::: RECORDS SHOWN

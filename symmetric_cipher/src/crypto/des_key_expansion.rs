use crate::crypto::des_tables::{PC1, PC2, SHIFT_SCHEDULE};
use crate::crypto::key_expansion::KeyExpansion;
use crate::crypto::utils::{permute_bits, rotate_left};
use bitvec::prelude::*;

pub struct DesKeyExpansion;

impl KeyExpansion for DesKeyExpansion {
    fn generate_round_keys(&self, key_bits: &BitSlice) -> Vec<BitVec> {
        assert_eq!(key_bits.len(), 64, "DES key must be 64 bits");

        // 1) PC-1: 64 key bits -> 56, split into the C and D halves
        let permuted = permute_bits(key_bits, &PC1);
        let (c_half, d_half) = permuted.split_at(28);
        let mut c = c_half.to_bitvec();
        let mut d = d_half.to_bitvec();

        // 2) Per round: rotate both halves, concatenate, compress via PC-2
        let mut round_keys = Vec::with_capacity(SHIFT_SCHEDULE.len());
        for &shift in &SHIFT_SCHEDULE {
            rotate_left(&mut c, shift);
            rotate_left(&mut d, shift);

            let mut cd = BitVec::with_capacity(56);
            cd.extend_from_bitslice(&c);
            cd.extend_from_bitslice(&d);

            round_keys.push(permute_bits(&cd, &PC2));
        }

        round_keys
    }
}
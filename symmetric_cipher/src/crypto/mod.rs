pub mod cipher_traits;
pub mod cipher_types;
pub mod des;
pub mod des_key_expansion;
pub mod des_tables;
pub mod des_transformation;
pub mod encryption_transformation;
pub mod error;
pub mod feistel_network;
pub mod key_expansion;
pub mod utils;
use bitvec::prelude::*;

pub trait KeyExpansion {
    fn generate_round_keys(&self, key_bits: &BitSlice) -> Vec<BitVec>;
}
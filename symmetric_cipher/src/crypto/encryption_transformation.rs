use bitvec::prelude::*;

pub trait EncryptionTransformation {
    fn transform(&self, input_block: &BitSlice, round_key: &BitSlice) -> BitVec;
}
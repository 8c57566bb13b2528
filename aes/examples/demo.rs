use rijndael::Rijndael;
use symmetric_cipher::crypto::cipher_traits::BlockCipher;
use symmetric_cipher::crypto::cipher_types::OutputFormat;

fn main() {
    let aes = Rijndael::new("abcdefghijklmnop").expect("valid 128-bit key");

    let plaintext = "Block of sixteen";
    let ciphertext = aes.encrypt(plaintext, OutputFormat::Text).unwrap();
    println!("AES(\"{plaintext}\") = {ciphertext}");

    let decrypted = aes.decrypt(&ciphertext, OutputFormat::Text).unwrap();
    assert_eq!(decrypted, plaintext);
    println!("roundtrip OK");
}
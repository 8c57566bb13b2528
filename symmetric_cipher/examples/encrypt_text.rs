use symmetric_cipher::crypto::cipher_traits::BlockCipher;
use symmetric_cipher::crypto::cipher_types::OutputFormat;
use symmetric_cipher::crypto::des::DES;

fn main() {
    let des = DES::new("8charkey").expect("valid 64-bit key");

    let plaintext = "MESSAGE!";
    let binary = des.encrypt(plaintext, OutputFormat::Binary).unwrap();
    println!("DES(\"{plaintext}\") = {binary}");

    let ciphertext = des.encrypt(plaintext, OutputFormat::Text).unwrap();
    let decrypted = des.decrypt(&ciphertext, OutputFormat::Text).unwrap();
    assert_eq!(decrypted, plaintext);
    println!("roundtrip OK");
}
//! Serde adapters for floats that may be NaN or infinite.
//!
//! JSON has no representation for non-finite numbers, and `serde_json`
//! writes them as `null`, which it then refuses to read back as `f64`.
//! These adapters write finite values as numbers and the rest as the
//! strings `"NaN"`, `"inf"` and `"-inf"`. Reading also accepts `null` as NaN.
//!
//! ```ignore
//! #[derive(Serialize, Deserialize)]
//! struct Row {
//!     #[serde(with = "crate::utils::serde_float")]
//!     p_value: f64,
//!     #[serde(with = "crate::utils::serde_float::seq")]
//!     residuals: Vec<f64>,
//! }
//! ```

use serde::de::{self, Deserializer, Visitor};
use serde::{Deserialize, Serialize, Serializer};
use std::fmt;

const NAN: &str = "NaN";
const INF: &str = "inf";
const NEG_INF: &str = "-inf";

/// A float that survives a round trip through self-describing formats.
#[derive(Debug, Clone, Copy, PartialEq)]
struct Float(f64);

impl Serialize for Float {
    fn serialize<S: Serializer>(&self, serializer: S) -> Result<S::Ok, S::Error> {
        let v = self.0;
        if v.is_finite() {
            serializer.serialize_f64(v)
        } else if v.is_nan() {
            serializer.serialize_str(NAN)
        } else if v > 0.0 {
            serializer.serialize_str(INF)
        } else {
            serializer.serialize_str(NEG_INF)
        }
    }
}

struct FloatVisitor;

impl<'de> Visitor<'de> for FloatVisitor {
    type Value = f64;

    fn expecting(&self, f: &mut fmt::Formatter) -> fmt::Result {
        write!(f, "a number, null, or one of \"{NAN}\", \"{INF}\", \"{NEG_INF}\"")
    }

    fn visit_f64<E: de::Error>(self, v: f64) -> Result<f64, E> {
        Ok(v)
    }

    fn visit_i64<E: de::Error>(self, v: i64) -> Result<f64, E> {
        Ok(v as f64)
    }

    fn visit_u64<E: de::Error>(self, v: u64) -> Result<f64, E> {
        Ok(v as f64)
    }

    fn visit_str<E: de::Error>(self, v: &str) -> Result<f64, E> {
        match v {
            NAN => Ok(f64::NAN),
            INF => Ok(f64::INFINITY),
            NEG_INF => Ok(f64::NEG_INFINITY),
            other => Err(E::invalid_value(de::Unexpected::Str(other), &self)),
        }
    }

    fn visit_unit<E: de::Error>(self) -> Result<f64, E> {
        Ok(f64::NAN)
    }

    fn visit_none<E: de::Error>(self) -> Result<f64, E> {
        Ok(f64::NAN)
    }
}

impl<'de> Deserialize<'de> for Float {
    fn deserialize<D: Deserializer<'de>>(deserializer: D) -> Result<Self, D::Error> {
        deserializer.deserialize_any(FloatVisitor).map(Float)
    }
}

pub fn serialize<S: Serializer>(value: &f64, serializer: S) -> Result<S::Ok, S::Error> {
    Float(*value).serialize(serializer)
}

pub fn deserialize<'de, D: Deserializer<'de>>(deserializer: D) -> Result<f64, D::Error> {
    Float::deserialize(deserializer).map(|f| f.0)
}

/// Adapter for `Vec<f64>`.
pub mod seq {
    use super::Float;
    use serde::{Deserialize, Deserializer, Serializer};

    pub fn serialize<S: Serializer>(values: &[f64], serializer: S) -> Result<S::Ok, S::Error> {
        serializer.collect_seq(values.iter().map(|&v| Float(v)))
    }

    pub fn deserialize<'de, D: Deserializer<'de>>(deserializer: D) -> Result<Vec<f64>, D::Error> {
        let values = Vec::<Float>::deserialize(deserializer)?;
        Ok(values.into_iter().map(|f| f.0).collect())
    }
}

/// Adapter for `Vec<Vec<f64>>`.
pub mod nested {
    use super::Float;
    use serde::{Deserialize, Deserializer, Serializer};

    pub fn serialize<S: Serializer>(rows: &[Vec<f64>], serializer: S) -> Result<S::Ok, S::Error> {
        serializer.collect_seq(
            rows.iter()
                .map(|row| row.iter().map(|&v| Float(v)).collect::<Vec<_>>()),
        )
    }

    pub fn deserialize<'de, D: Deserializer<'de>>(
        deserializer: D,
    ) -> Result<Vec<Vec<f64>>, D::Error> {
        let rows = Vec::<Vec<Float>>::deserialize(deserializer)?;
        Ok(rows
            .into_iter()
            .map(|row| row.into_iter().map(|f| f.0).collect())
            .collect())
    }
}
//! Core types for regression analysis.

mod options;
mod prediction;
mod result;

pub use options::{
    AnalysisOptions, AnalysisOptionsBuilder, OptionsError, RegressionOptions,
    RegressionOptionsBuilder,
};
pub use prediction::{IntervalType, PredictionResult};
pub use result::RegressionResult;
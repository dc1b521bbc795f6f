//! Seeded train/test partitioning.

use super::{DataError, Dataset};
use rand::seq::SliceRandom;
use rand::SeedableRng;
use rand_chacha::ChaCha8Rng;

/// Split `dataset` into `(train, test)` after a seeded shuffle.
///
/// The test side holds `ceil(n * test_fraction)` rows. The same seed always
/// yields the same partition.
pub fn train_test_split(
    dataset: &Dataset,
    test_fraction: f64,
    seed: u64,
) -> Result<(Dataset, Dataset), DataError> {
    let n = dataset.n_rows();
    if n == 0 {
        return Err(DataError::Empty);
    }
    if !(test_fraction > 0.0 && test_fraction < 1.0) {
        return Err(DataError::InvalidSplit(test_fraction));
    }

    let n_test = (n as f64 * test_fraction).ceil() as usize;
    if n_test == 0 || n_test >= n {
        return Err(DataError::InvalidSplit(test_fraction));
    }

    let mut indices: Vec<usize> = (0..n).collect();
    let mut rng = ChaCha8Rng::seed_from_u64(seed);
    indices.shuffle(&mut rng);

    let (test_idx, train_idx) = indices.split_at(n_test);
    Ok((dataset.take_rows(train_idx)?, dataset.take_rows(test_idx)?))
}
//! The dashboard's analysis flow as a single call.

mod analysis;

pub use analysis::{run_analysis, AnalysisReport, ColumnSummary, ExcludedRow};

::::::

* TASK PROMPT
Return only the lines above that run from the opening line through the line containing "pub mod error;", exactly as written.

* REPLY TO THE EXERCISE
filename symmetric_cipher/src/crypto/des_key_expansion.rs
use crate::crypto::des_tables::{PC1, PC2, SHIFT_SCHEDULE};
use crate::crypto::key_expansion::KeyExpansion;
use crate::crypto::utils::{permute_bits, rotate_left};
use bitvec::prelude::*;

pub struct DesKeyExpansion;

impl KeyExpansion for DesKeyExpansion {
    fn generate_round_keys(&self, key_bits: &BitSlice) -> Vec<BitVec> {
        assert_eq!(key_bits.len(), 64, "DES key must be 64 bits");

        // 1) PC-1: 64 key bits -> 56, split into the C and D halves
        let permuted = permute_bits(key_bits, &PC1);
        let (c_half, d_half) = permuted.split_at(28);
        let mut c = c_half.to_bitvec();
        let mut d = d_half.to_bitvec();

        // 2) Per round: rotate both halves, concatenate, compress via PC-2
        let mut round_keys = Vec::with_capacity(SHIFT_SCHEDULE.len());
        for &shift in &SHIFT_SCHEDULE {
            rotate_left(&mut c, shift);
            rotate_left(&mut d, shift);

            let mut cd = BitVec::with_capacity(56);
            cd.extend_from_bitslice(&c);
            cd.extend_from_bitslice(&d);

            round_keys.push(permute_bits(&cd, &PC2));
        }

        round_keys
    }
}
filename symmetric_cipher/src/crypto/mod.rs
pub mod cipher_traits;
pub mod cipher_types;
pub mod des;
pub mod des_key_expansion;
pub mod des_tables;
pub mod des_transformation;
pub mod encryption_transformation;
pub mod error;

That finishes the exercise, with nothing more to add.